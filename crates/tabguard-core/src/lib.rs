pub mod admission;
pub mod badge;
pub mod config;
pub mod engine;
pub mod enforcement;
pub mod event;
pub mod host;
pub mod ids;
pub mod settings;
pub mod template;

pub use admission::{check_admission, check_admission_within, AdmissionTag};
pub use badge::{badge_text, BadgeUpdater};
pub use config::{LimitConfig, OptionError, SettingValue, DISPLAY_BADGE_KEY, OPTION_KEYS};
pub use engine::{Engine, EngineOptions, DEFAULT_CHECK_TIMEOUT};
pub use enforcement::{enforce, Enforcement, EnforcementReport};
pub use event::TabEvent;
pub use host::{AlertSink, HostError, TabHost, TabQuery, WindowScope};
pub use ids::{TabId, WindowId};
pub use settings::{
    KeyValueStore, MemoryStore, ParseSeedPolicyError, SeedPolicy, SetOptionError, SettingsProvider,
    StoreError, DEFAULT_OPTIONS_KEY,
};
pub use template::render_alert;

==========

## What to work on
Could you write out all of the data again, exactly as given?

## Completed task
filename crates/tabguard-core/src/lib.rs
pub mod admission;
pub mod badge;
pub mod config;
pub mod engine;
pub mod enforcement;
pub mod event;
pub mod host;
pub mod ids;
pub mod settings;
pub mod template;

pub use admission::{check_admission, check_admission_within, AdmissionTag};
pub use badge::{badge_text, BadgeUpdater};
pub use config::{LimitConfig, OptionError, SettingValue, DISPLAY_BADGE_KEY, OPTION_KEYS};
pub use engine::{Engine, EngineOptions, DEFAULT_CHECK_TIMEOUT};
pub use enforcement::{enforce, Enforcement, EnforcementReport};
pub use event::TabEvent;
pub use host::{AlertSink, HostError, TabHost, TabQuery, WindowScope};
pub use ids::{TabId, WindowId};
pub use settings::{
    KeyValueStore, MemoryStore, ParseSeedPolicyError, SeedPolicy, SetOptionError, SettingsProvider,
    StoreError, DEFAULT_OPTIONS_KEY,
};
pub use template::render_alert;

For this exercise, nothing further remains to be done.